--- Records shown Enclosed Below ---
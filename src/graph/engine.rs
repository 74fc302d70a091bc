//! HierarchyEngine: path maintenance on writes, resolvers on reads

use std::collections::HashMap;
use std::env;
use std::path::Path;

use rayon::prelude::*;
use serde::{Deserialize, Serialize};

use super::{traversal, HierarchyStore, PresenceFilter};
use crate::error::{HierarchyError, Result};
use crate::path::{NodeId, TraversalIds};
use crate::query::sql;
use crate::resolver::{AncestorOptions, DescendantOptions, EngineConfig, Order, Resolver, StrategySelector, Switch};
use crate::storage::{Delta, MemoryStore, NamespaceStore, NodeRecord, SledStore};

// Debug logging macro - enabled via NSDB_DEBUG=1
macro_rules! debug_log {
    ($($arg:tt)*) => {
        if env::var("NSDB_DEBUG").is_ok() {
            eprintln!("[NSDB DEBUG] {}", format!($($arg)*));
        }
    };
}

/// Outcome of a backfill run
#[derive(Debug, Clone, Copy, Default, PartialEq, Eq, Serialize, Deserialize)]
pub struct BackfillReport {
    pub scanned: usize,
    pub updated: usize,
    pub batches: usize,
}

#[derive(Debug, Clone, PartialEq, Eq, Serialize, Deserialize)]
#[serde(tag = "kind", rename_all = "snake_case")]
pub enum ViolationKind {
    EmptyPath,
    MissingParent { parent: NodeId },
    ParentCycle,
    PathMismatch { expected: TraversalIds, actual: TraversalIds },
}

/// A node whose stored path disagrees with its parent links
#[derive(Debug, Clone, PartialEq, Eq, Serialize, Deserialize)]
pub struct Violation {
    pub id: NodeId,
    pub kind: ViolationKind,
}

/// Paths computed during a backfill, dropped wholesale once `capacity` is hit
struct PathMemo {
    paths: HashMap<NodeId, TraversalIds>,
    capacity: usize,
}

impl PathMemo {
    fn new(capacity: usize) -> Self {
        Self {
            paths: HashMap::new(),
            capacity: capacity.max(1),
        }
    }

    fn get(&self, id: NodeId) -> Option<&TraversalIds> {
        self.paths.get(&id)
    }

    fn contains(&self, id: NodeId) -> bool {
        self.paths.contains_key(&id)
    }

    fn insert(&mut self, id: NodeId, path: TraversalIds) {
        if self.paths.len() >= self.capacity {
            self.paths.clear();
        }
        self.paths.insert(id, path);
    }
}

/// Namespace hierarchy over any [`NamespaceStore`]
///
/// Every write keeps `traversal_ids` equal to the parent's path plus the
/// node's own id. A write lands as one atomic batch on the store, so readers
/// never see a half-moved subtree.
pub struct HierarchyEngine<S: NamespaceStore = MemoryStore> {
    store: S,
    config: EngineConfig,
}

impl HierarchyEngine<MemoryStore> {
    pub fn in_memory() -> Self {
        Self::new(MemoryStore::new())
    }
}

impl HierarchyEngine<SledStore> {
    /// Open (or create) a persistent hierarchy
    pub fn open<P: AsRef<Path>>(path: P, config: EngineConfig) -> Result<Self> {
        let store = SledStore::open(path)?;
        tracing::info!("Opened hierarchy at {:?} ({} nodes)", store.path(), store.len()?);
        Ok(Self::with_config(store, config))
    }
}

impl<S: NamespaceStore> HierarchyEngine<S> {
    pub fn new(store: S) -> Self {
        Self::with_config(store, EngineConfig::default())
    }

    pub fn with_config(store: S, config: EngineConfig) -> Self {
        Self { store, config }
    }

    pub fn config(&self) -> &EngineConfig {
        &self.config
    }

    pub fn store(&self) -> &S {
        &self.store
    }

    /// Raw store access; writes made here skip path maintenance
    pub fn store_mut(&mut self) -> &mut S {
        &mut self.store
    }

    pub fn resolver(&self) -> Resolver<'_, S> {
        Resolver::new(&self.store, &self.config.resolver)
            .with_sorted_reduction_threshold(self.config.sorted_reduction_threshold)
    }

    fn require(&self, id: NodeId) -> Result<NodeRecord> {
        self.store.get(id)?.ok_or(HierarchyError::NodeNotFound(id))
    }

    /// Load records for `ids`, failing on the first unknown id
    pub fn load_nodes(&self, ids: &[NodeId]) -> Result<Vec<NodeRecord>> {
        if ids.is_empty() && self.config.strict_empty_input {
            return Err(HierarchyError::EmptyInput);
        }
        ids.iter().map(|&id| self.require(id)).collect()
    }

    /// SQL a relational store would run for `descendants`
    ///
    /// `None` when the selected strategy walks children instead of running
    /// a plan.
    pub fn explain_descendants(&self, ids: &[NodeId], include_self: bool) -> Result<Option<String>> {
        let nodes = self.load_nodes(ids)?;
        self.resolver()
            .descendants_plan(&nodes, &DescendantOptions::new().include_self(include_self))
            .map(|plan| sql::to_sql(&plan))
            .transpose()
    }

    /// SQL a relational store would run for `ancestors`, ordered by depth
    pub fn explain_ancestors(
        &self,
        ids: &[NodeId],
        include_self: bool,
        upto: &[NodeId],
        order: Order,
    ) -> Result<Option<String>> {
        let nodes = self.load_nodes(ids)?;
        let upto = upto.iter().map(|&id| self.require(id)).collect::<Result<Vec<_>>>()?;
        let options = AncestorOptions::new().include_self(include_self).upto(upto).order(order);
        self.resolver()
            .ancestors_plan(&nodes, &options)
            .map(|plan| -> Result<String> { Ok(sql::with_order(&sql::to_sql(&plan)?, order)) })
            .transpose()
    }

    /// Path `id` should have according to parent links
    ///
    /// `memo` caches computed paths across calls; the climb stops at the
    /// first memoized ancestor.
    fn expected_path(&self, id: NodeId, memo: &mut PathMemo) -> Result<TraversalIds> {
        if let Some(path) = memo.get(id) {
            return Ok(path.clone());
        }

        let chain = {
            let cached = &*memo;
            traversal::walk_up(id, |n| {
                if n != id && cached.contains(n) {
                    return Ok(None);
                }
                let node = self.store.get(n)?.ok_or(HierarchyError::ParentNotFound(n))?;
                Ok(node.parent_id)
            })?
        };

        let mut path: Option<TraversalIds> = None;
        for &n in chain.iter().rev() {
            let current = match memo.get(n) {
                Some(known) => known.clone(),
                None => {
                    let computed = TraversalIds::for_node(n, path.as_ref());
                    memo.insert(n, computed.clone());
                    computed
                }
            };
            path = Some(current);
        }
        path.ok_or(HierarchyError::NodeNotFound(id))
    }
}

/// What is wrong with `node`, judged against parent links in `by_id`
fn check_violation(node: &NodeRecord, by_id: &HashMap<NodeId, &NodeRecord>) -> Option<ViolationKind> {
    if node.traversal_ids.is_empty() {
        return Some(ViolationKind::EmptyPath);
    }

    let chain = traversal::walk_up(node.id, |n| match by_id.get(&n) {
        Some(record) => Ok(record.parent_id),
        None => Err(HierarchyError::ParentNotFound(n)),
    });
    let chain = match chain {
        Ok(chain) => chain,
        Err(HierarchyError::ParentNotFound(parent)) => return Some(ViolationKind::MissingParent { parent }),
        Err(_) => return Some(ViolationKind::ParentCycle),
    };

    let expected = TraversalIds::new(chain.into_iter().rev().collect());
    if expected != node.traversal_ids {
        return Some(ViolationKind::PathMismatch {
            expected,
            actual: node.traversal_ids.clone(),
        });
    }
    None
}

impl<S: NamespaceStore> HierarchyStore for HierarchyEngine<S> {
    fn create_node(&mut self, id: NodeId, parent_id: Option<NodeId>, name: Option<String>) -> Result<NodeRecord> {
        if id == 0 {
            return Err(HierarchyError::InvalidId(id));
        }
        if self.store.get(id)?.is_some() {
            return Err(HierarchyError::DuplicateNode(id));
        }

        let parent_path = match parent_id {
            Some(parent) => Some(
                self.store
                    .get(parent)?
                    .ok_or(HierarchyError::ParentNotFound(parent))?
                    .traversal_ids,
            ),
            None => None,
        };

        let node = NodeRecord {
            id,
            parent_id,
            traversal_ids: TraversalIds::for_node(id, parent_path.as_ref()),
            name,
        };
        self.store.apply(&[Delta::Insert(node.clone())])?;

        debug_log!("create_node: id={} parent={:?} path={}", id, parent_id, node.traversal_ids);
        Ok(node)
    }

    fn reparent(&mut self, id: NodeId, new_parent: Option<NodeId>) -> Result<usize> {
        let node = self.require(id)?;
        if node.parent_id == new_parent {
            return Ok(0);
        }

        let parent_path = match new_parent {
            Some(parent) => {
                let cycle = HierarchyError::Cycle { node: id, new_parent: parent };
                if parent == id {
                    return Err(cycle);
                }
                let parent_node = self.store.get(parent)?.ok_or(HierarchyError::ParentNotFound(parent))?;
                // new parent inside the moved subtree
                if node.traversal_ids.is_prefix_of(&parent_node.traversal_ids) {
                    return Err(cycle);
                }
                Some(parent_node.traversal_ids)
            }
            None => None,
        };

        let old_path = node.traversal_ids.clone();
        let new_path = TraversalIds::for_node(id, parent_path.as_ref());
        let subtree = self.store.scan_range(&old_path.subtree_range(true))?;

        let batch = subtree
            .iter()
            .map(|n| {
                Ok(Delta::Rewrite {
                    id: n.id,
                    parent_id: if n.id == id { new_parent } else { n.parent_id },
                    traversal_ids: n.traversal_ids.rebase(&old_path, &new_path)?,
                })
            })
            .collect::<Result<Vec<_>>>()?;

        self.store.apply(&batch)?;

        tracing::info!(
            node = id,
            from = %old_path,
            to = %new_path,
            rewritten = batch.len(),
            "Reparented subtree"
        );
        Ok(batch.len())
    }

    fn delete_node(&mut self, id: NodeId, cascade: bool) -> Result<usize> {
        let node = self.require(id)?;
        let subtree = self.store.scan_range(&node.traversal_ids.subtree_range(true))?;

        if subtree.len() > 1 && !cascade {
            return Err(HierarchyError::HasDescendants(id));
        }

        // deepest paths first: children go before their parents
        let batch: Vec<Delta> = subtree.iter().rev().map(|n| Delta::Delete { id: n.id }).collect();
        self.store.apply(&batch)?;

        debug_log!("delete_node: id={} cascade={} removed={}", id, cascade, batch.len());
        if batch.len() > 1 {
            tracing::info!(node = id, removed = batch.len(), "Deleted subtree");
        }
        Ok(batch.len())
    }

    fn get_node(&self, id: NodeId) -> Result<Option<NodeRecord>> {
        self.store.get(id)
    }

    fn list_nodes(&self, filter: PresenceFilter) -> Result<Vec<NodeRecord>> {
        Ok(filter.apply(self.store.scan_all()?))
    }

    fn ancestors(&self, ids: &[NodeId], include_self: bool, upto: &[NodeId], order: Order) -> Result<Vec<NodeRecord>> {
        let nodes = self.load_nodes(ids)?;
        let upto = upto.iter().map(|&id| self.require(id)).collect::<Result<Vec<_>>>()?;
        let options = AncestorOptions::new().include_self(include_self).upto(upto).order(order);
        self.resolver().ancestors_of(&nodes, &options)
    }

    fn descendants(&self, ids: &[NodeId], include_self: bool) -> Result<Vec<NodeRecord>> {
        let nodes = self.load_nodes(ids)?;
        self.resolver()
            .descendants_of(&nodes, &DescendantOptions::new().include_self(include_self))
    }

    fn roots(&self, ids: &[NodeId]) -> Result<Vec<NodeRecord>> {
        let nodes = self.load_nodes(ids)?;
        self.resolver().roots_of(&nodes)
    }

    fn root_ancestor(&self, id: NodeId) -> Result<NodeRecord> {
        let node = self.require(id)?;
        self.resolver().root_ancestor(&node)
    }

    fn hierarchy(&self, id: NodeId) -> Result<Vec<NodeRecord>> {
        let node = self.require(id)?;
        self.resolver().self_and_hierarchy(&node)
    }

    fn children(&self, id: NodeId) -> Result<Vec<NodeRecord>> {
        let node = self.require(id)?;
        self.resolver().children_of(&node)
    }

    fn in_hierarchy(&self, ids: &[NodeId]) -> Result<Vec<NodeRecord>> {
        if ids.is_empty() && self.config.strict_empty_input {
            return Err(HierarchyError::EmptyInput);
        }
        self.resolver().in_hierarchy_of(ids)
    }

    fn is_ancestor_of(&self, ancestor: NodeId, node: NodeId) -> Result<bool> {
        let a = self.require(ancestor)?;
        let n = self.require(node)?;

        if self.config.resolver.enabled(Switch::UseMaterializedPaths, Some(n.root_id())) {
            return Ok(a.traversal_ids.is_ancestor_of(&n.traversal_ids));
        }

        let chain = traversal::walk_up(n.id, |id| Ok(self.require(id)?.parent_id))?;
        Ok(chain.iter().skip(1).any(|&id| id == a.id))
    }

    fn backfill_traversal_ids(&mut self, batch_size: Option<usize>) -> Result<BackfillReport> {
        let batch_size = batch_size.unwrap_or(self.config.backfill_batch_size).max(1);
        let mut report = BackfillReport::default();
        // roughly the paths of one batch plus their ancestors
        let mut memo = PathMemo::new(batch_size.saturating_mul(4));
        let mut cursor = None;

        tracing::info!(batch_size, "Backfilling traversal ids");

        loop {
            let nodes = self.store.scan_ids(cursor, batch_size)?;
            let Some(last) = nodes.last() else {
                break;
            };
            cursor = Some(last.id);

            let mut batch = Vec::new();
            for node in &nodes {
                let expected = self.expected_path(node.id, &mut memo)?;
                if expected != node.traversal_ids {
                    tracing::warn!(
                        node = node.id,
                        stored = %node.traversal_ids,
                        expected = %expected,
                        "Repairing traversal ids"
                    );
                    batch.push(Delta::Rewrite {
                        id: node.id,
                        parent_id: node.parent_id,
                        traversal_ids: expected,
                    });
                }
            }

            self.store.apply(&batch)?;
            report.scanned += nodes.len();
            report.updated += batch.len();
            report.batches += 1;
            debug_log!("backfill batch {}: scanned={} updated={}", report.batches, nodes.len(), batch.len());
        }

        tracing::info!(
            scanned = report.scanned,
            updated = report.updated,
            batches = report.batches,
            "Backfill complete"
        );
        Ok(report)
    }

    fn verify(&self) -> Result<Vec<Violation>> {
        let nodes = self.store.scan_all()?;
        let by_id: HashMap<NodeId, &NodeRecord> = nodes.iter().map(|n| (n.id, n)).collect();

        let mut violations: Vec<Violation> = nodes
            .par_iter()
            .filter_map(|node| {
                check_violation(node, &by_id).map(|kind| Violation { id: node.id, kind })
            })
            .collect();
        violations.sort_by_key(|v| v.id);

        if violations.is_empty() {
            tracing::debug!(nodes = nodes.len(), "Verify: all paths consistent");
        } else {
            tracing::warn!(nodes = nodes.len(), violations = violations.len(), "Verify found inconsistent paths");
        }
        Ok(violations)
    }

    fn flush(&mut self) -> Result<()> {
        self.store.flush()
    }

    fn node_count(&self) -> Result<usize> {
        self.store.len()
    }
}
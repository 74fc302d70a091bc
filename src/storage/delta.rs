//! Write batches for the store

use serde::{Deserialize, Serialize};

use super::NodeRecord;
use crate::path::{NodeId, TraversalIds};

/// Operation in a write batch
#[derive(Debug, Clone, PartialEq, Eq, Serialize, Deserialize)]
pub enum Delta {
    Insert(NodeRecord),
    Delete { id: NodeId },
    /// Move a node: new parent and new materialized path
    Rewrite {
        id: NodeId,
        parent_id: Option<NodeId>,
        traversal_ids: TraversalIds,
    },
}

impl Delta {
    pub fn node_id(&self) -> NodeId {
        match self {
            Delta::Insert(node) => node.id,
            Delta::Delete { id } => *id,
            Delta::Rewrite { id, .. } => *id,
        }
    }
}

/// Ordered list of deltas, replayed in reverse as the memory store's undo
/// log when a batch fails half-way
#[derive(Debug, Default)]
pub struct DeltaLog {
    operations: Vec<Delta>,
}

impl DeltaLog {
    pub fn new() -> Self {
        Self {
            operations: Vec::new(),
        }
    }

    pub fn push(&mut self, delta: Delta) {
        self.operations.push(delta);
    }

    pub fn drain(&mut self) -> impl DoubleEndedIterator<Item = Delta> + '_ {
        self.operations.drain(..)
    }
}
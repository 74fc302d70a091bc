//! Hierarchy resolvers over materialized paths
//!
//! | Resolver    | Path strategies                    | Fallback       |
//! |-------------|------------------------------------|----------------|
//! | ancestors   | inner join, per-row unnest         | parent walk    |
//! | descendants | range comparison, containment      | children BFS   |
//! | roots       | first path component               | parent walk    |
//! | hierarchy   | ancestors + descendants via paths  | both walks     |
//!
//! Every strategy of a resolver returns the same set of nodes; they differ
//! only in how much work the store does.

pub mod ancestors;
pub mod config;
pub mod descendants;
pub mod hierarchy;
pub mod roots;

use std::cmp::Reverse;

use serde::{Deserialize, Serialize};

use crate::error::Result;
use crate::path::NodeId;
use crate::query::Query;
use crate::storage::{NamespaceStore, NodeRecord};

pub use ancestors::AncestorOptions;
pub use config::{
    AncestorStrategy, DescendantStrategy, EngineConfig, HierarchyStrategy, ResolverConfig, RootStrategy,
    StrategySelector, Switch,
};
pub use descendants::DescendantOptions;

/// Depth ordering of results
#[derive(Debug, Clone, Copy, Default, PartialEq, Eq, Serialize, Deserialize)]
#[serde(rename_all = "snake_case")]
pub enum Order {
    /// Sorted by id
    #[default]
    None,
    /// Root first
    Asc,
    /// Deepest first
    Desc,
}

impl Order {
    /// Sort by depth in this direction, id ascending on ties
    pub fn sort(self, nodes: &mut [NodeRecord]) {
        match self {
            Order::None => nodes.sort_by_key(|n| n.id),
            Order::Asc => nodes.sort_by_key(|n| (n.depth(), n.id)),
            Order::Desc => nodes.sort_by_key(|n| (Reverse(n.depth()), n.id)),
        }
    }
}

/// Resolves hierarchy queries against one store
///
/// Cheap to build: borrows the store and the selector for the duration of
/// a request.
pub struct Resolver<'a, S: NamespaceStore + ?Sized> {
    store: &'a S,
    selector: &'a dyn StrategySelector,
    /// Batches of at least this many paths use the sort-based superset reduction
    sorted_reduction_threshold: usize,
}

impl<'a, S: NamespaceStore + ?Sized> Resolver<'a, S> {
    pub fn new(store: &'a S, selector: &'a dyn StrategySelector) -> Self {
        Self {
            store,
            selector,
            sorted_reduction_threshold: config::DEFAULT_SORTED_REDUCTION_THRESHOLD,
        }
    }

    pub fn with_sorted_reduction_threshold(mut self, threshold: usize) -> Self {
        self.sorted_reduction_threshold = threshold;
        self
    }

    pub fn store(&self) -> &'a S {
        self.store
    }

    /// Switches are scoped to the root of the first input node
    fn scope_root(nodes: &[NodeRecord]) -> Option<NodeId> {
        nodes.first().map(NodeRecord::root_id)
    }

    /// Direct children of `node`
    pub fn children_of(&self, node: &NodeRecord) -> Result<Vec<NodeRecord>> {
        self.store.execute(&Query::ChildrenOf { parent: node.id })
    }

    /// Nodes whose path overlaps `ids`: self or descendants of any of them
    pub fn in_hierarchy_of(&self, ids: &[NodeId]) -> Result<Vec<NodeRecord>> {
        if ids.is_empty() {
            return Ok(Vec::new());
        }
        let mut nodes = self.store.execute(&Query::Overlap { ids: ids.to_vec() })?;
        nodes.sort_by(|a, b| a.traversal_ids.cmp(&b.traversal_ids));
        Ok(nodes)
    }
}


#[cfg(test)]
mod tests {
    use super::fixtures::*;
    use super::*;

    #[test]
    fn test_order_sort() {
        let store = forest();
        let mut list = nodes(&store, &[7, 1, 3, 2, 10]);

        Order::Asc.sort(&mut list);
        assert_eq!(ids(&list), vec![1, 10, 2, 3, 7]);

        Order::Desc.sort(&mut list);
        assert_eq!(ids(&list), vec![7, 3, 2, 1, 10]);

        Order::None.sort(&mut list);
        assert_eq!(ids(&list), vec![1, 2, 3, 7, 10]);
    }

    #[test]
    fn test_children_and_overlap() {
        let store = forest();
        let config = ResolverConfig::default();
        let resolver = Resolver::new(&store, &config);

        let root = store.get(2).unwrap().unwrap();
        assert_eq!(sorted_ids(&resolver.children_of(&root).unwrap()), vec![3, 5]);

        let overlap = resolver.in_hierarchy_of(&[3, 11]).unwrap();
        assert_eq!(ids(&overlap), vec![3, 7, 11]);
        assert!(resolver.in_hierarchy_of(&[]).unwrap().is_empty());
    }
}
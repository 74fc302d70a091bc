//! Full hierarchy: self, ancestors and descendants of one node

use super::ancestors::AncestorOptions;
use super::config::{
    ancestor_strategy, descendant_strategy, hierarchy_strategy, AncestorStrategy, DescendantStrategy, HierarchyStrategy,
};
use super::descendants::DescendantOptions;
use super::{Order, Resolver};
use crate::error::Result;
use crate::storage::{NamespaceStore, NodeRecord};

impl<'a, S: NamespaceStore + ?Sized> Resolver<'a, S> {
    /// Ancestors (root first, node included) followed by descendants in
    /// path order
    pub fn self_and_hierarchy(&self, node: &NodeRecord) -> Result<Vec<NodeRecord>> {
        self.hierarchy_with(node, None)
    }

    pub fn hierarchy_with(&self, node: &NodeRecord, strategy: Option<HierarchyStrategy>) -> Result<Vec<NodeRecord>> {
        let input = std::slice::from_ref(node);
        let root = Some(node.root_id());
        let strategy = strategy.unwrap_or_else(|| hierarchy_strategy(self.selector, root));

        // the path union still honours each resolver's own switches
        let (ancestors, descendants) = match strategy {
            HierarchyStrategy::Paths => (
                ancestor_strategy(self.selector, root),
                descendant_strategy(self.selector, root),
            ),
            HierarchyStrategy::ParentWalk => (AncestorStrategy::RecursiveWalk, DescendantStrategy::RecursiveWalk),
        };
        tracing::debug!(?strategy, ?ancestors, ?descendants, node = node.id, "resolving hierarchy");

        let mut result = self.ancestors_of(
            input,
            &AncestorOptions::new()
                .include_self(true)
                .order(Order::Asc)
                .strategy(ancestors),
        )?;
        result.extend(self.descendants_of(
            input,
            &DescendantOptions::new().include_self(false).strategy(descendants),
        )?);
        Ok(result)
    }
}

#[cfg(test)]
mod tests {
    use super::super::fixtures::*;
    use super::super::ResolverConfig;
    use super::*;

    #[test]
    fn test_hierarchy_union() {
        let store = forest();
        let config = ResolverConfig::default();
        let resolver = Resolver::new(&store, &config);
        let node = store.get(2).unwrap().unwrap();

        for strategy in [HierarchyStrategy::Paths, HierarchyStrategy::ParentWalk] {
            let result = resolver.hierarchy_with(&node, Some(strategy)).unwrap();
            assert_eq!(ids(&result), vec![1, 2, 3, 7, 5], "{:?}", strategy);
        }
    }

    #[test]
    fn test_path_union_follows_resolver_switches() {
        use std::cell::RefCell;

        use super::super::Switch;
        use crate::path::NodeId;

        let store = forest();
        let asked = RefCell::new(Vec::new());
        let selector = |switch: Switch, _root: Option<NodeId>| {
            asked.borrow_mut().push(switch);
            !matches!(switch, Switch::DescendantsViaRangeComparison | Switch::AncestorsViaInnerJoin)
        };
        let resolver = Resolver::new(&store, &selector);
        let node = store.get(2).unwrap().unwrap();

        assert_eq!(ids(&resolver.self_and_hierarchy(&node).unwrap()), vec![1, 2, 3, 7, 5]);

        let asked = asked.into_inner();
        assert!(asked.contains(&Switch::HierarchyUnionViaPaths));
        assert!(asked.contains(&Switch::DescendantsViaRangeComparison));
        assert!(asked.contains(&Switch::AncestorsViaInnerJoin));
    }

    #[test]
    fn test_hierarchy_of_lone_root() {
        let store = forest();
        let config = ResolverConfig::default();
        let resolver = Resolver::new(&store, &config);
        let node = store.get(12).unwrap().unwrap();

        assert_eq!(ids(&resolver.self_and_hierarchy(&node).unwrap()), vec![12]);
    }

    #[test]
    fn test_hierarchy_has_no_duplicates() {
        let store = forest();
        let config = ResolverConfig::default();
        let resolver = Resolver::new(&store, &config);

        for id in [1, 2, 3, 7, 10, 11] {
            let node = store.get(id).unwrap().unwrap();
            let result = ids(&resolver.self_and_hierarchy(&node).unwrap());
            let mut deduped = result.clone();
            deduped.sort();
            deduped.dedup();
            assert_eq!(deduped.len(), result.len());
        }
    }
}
--- End of Enclosed Records shown ---
**Work task**
In the lines above, find the word "cursor" and copy each line that contains it.

**The answer**
        let mut cursor = None;
            let nodes = self.store.scan_ids(cursor, batch_size)?;
            cursor = Some(last.id);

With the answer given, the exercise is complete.